Editor's note: Patrick S. Romano, MD, MPH, is Professor of Medicine and Pediatrics at the University of California, Davis, School of Medicine. His research interests include comparative effectiveness; the use of outcomes data to improve the quality and effectiveness of health care; and the role of physicians, nurses, and other professionals in optimizing the quality and safety of health care. For the past 8 years, he has served as the Clinical Lead for the Agency for Healthcare Research and Quality's Quality Indicators program, and his work has also helped inform the development of AHRQ's Patient Safety Indicators. We asked him to speak with us about measuring patient safety.

AHRQ WebMM Podcast This interview can be heard by subscribing to the AHRQ WebM&M Podcast 

Interview

Dr. Robert Wachter, Editor, AHRQ WebM&M: What are some of the fundamental challenges of measuring patient safety?

Patrick Romano: There are a number of fundamental challenges. One is that no single data source is ideal or perfect. Everyone who has looked at multiple data sources has found that, in any one data source, you see problems that aren’t documented in others. Adverse event reporting systems have a tremendous problem with underreporting. With systems based on ICD-9-CM codes, like the Patient Safety Indicators, there are problems with how the codes are generated. With systems based on triggers, there are problems with the inherent performance of those triggers and the reliability of the subsequent evaluation. Multiple approaches are necessary to get closer to concepts that we’re trying to measure.

RW: Why is measurement important?

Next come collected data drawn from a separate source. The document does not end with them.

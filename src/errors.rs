use axum::{
    http::StatusCode,
    response::{IntoResponse, Json, Response},
};

use serde_json::json;
use thiserror::Error;

/// Błędy ładowania katalogu produktów. Każdy z nich kończy się komunikatem
/// w obszarze produktów, nigdy błędem całej strony.
#[derive(Debug, Error)]
pub enum CatalogError {
    #[error("Brak identyfikatora sesji")]
    MissingSession,

    #[error("Katalog jest pusty")]
    Empty,

    #[error("HTTP {status}: {body}")]
    Status { status: u16, body: String },

    #[error("Błąd połączenia: {0}")]
    Request(#[from] reqwest::Error),

    #[error("Nieprawidłowa odpowiedź: {0}")]
    Malformed(String),
}

impl CatalogError {
    /// Czy błąd dotyczy komunikacji z serwerem. Tylko wtedy strona pokazuje
    /// blok błędu z linkiem do ponowienia.
    pub fn is_retryable(&self) -> bool {
        matches!(
            self,
            CatalogError::Status { .. } | CatalogError::Request(_) | CatalogError::Malformed(_)
        )
    }
}

#[derive(Debug, Error)]
pub enum AppError {
    #[error("Wewnętrzny błąd serwera")]
    InternalServerError(String),

    #[error("Błąd konfiguracji: {0}")]
    Config(String),

    #[error("Błąd katalogu: {0}")]
    Catalog(#[from] CatalogError),

    #[error("Błąd renderowania HTML: {0}")]
    Rewriting(#[from] lol_html::errors::RewritingError),
}

impl IntoResponse for AppError {
    fn into_response(self) -> Response {
        let (status, error_message) = match self {
            AppError::InternalServerError(message) => (StatusCode::INTERNAL_SERVER_ERROR, message),
            AppError::Config(message) => {
                tracing::error!("Błąd konfiguracji: {}", message);
                (
                    StatusCode::INTERNAL_SERVER_ERROR,
                    "Błąd konfiguracji serwera".to_string(),
                )
            }
            AppError::Catalog(err) => {
                tracing::warn!("Błąd katalogu: {:?}", err);
                let status = match err {
                    CatalogError::MissingSession => StatusCode::BAD_REQUEST,
                    CatalogError::Empty => StatusCode::NOT_FOUND,
                    _ => StatusCode::BAD_GATEWAY,
                };
                (status, err.to_string())
            }
            AppError::Rewriting(err) => {
                tracing::error!("Błąd przetwarzania szablonu: {:?}", err);
                (
                    StatusCode::INTERNAL_SERVER_ERROR,
                    "Błąd wczytywania szablonu strony".to_string(),
                )
            }
        };

        let body = Json(json!({ "error": error_message }));
        (status, body).into_response()
    }
}
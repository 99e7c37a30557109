// src/cart_store.rs

use std::sync::Arc;
use std::time::Duration;

use moka::future::Cache;
use tokio::sync::Mutex;
use uuid::Uuid;

use crate::cart::Cart;

const CART_STORE_CAPACITY: u64 = 50_000;

pub type SharedCart = Arc<Mutex<Cart>>;

/// Koszyki odwiedzających trzymane wyłącznie w pamięci.
///
/// Klucz to UUID z ciasteczka `cart_id`. Koszyk wygasa po `ttl` bez użycia.
/// Mutex na koszyk szereguje zmiany jednego odwiedzającego.
#[derive(Clone)]
pub struct CartStore {
    carts: Cache<Uuid, SharedCart>,
}

impl CartStore {
    pub fn new(ttl: Duration) -> Self {
        CartStore {
            carts: Cache::builder()
                .max_capacity(CART_STORE_CAPACITY)
                .time_to_idle(ttl)
                .build(),
        }
    }

    /// Zwraca koszyk odwiedzającego, tworząc pusty przy pierwszym użyciu.
    pub async fn cart_for(&self, visitor: Uuid, session: Option<&str>) -> SharedCart {
        let session = session.map(str::to_owned);
        self.carts
            .get_with(visitor, async move {
                tracing::debug!("Nowy koszyk dla odwiedzającego {}", visitor);
                Arc::new(Mutex::new(Cart::for_session(session.as_deref())))
            })
            .await
    }

    /// Koszyk dla strony otwartej w danej sesji. Jeśli zapisany koszyk należy
    /// do innej sesji, zastępujemy go pustym.
    pub async fn cart_for_page(&self, visitor: Uuid, session: Option<&str>) -> SharedCart {
        let shared = self.cart_for(visitor, session).await;
        {
            let mut cart = shared.lock().await;
            if cart.session() != session {
                tracing::info!(
                    "Zmiana sesji Mini App dla {} ({:?} -> {:?}). Nowy koszyk.",
                    visitor,
                    cart.session(),
                    session
                );
                *cart = Cart::for_session(session);
            }
        }
        shared
    }

    pub async fn existing(&self, visitor: Uuid) -> Option<SharedCart> {
        self.carts.get(&visitor).await
    }
}
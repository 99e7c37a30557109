// src/extractor.rs

use axum::{extract::FromRequestParts, http::request::Parts};
use axum_extra::extract::cookie::{Cookie, CookieJar, SameSite};
use std::convert::Infallible;
use uuid::Uuid;

pub const CART_COOKIE: &str = "cart_id";

/// UUID odwiedzającego z ciasteczka, jeśli jest poprawne.
pub fn visitor_id(jar: &CookieJar) -> Option<Uuid> {
    jar.get(CART_COOKIE)
        .and_then(|cookie| Uuid::parse_str(cookie.value()).ok())
}

/// Ciasteczko z nowym UUID. Mini App działa w iframe/webview Telegrama,
/// stąd `SameSite=None; Secure`.
pub fn visitor_cookie(id: Uuid) -> Cookie<'static> {
    Cookie::build((CART_COOKIE, id.to_string()))
        .path("/")
        .http_only(true)
        .secure(true)
        .same_site(SameSite::None)
        .build()
}

/// Ekstraktor odwiedzającego. Zawiera `Some(uuid)`, jeśli ciasteczko
/// `cart_id` jest obecne i poprawne, lub `None` w każdym innym przypadku.
pub struct OptionalVisitor(pub Option<Uuid>);

impl<S> FromRequestParts<S> for OptionalVisitor
where
    S: Send + Sync,
{
    type Rejection = Infallible;

    async fn from_request_parts(parts: &mut Parts, state: &S) -> Result<Self, Self::Rejection> {
        let jar = CookieJar::from_request_parts(parts, state).await?;
        Ok(OptionalVisitor(visitor_id(&jar)))
    }
}

#[cfg(test)]
mod tests {
    use super::*;
    use axum::http::{Request, header};

    #[tokio::test]
    async fn reads_valid_cookie() {
        let id = Uuid::new_v4();
        let request = Request::get("/")
            .header(header::COOKIE, format!("{}={}", CART_COOKIE, id))
            .body(())
            .unwrap();
        let (mut parts, _) = request.into_parts();

        let OptionalVisitor(visitor) = OptionalVisitor::from_request_parts(&mut parts, &())
            .await
            .unwrap();
        assert_eq!(visitor, Some(id));
    }

    #[tokio::test]
    async fn garbage_cookie_is_ignored() {
        let request = Request::get("/")
            .header(header::COOKIE, "cart_id=not-a-uuid")
            .body(())
            .unwrap();
        let (mut parts, _) = request.into_parts();

        let OptionalVisitor(visitor) = OptionalVisitor::from_request_parts(&mut parts, &())
            .await
            .unwrap();
        assert_eq!(visitor, None);
    }

    #[test]
    fn cookie_is_scoped_for_webview() {
        let cookie = visitor_cookie(Uuid::nil());
        assert_eq!(cookie.same_site(), Some(SameSite::None));
        assert_eq!(cookie.secure(), Some(true));
        assert_eq!(cookie.path(), Some("/"));
    }
}
// src/handlers.rs

use axum::{
    extract::{Query, State},
    response::Json,
};

use crate::{
    errors::AppError,
    extractor::OptionalVisitor,
    models::{CartSummary, Product, SessionParams},
    state::AppState,
};

pub async fn healthz() -> &'static str {
    "ok"
}

/// JSON z bieżącym stanem koszyka odwiedzającego.
pub async fn get_cart_handler(
    State(app_state): State<AppState>,
    OptionalVisitor(visitor): OptionalVisitor,
) -> Result<Json<CartSummary>, AppError> {
    let Some(visitor) = visitor else {
        tracing::debug!("API: /api/cart bez ciasteczka, pusty koszyk");
        return Ok(Json(CartSummary::default()));
    };

    let summary = match app_state.carts.existing(visitor).await {
        Some(shared) => {
            let cart = shared.lock().await;
            cart.summary()
        }
        None => CartSummary::default(),
    };
    tracing::info!(
        "API: /api/cart dla {}: {} pozycji, suma {}",
        visitor,
        summary.line_count,
        summary.total_price
    );
    Ok(Json(summary))
}

/// JSON z katalogiem sesji; błędy katalogu mapowane przez `AppError`.
pub async fn list_products(
    State(app_state): State<AppState>,
    Query(params): Query<SessionParams>,
) -> Result<Json<Vec<Product>>, AppError> {
    let products = app_state.catalog.load_products(params.session()).await?;
    Ok(Json(products.as_ref().clone()))
}
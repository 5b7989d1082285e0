//! Clients for the external data sources the tool reads from.
//!
//! Submodules:
//! - `wspr_live` — query builder and HTTP client for the wspr.live ClickHouse database.

pub mod wspr_live;
//! Structured logging for the WSPR comparison tool.
//!
//! Provides context-rich logging with receiver/callsign identifiers,
//! timestamps, and severity levels. Supports both console output and an
//! optional append-only log file. Until `init_logger` is called every
//! logging function is a no-op, which keeps library use and tests quiet.

use chrono::Utc;
use std::fmt;
use std::fs::OpenOptions;
use std::io::Write;
use std::sync::Mutex;

// ---------------------------------------------------------------------------
// Log Levels
// ---------------------------------------------------------------------------

#[derive(Debug, Clone, Copy, PartialEq, Eq, PartialOrd, Ord)]
pub enum LogLevel {
    Debug,
    Info,
    Warning,
    Error,
}

impl fmt::Display for LogLevel {
    fn fmt(&self, f: &mut fmt::Formatter<'_>) -> fmt::Result {
        match self {
            LogLevel::Debug => write!(f, "DEBUG"),
            LogLevel::Info => write!(f, "INFO"),
            LogLevel::Warning => write!(f, "WARN"),
            LogLevel::Error => write!(f, "ERROR"),
        }
    }
}

// ---------------------------------------------------------------------------
// Message Sources
// ---------------------------------------------------------------------------

#[derive(Debug, Clone, PartialEq, Eq)]
pub enum Source {
    WsprLive,
    Analysis,
    Config,
    System,
}

impl fmt::Display for Source {
    fn fmt(&self, f: &mut fmt::Formatter<'_>) -> fmt::Result {
        match self {
            Source::WsprLive => write!(f, "WSPR"),
            Source::Analysis => write!(f, "ANALYSIS"),
            Source::Config => write!(f, "CONFIG"),
            Source::System => write!(f, "SYS"),
        }
    }
}

// ---------------------------------------------------------------------------
// Failure Classification
// ---------------------------------------------------------------------------

#[derive(Debug, Clone, PartialEq, Eq)]
pub enum FailureType {
    /// Expected failure - e.g. nothing was heard in the requested window
    Expected,
    /// Unexpected failure - service degradation, API change or bad config
    Unexpected,
    /// Unknown - cannot determine if this is expected or not
    Unknown,
}

impl fmt::Display for FailureType {
    fn fmt(&self, f: &mut fmt::Formatter<'_>) -> fmt::Result {
        match self {
            FailureType::Expected => write!(f, "EXPECTED"),
            FailureType::Unexpected => write!(f, "UNEXPECTED"),
            FailureType::Unknown => write!(f, "UNKNOWN"),
        }
    }
}

// ---------------------------------------------------------------------------
// Logger Configuration
// ---------------------------------------------------------------------------

/// Global logger instance
static LOGGER: Mutex<Option<Logger>> = Mutex::new(None);

#[derive(Debug)]
pub struct Logger {
    /// Minimum log level to display
    min_level: LogLevel,
    /// Optional file path for logging
    log_file: Option<String>,
    /// Whether to include timestamps in console output
    console_timestamps: bool,
}

impl Logger {
    /// Initialize the global logger
    pub fn init(min_level: LogLevel, log_file: Option<String>, console_timestamps: bool) {
        let logger = Logger {
            min_level,
            log_file,
            console_timestamps,
        };

        if let Ok(mut slot) = LOGGER.lock() {
            *slot = Some(logger);
        }
    }

    fn format_entry(level: LogLevel, source: &Source, context: Option<&str>, message: &str) -> String {
        let timestamp = Utc::now().format("%Y-%m-%d %H:%M:%S UTC");
        let context_part = context.map(|s| format!(" [{}]", s)).unwrap_or_default();
        format!("{} {} {}{}: {}", timestamp, level, source, context_part, message)
    }

    fn log(&self, level: LogLevel, source: &Source, context: Option<&str>, message: &str) {
        if level < self.min_level {
            return;
        }

        let log_entry = Self::format_entry(level, source, context, message);
        let context_part = context.map(|s| format!(" [{}]", s)).unwrap_or_default();

        // Console output. Report text goes to stdout, so diagnostics stay on stderr.
        if self.console_timestamps {
            eprintln!("{}", log_entry);
        } else {
            match level {
                LogLevel::Error => eprintln!("   ✗ {}{}: {}", source, context_part, message),
                LogLevel::Warning => eprintln!("   ⚠ {}{}: {}", source, context_part, message),
                LogLevel::Info => eprintln!("   {}", message),
                LogLevel::Debug => eprintln!("   [DEBUG] {}", message),
            }
        }

        // File output
        if let Some(ref path) = self.log_file {
            if let Err(e) = Self::append_to_file(path, &log_entry) {
                eprintln!("Failed to write to log file {}: {}", path, e);
            }
        }
    }

    fn append_to_file(path: &str, entry: &str) -> std::io::Result<()> {
        let mut file = OpenOptions::new().create(true).append(true).open(path)?;
        writeln!(file, "{}", entry)?;
        Ok(())
    }
}

// ---------------------------------------------------------------------------
// Public Logging Functions
// ---------------------------------------------------------------------------

/// Initialize the global logger
pub fn init_logger(min_level: LogLevel, log_file: Option<&str>, console_timestamps: bool) {
    Logger::init(min_level, log_file.map(String::from), console_timestamps);
}

fn log_with_global(level: LogLevel, source: Source, context: Option<&str>, message: &str) {
    if let Ok(guard) = LOGGER.lock() {
        if let Some(logger) = guard.as_ref() {
            logger.log(level, &source, context, message);
        }
    }
}

/// Log a general informational message
pub fn info(source: Source, context: Option<&str>, message: &str) {
    log_with_global(LogLevel::Info, source, context, message);
}

/// Log a warning message
pub fn warn(source: Source, context: Option<&str>, message: &str) {
    log_with_global(LogLevel::Warning, source, context, message);
}

/// Log an error message
pub fn error(source: Source, context: Option<&str>, message: &str) {
    log_with_global(LogLevel::Error, source, context, message);
}

/// Log a debug message
pub fn debug(source: Source, context: Option<&str>, message: &str) {
    log_with_global(LogLevel::Debug, source, context, message);
}

// ---------------------------------------------------------------------------
// Failure Classification Helpers
// ---------------------------------------------------------------------------

/// Classify a wspr.live fetch failure from its error message
pub fn classify_fetch_failure(error_message: &str) -> FailureType {
    if error_message.contains("no reception reports found") {
        // Quiet band or a callsign that wasn't on the air
        FailureType::Expected
    } else if error_message.contains("HTTP error") || error_message.contains("Parse error") {
        // Server trouble or a change to the response format
        FailureType::Unexpected
    } else {
        // Includes timeouts and DNS failures, which may be local
        FailureType::Unknown
    }
}

/// Log a wspr.live failure with automatic classification
pub fn log_fetch_failure(target: &str, operation: &str, err: &dyn std::error::Error) {
    let error_msg = err.to_string();
    let failure_type = classify_fetch_failure(&error_msg);

    let message = format!("{} failed [{}]: {}", operation, failure_type, error_msg);

    match failure_type {
        FailureType::Expected => debug(Source::WsprLive, Some(target), &message),
        FailureType::Unexpected => error(Source::WsprLive, Some(target), &message),
        FailureType::Unknown => warn(Source::WsprLive, Some(target), &message),
    }
}

/// Log a summary of the grouping and filtering passes
pub fn log_filter_summary(total_groups: usize, kept_groups: usize) {
    let message = format!(
        "Distance filter kept {}/{} report groups",
        kept_groups, total_groups
    );

    if total_groups > 0 && kept_groups == 0 {
        warn(Source::Analysis, None, &message);
    } else {
        info(Source::Analysis, None, &message);
    }
}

Why is it so important to figure out the answer to this question?

PR: Well, the simple answer is you can't improve what you don't measure. How do you know where your problems are? How do you know what you need to improve? How do you know where to focus your efforts? How do you know whether your efforts have been successful? The only way you know the answers to those questions is by measuring the phenomenon that you're concerned about, in this case, by measuring patient safety and safety-related outcomes.

RW: It strikes me that there is value to providers or the providing system in knowing how they're doing and using their internal motivation to improve. Then there are outside stakeholders that care about safety and want improvement as well. Is there a tension between those different audiences, and if so how do you negotiate that?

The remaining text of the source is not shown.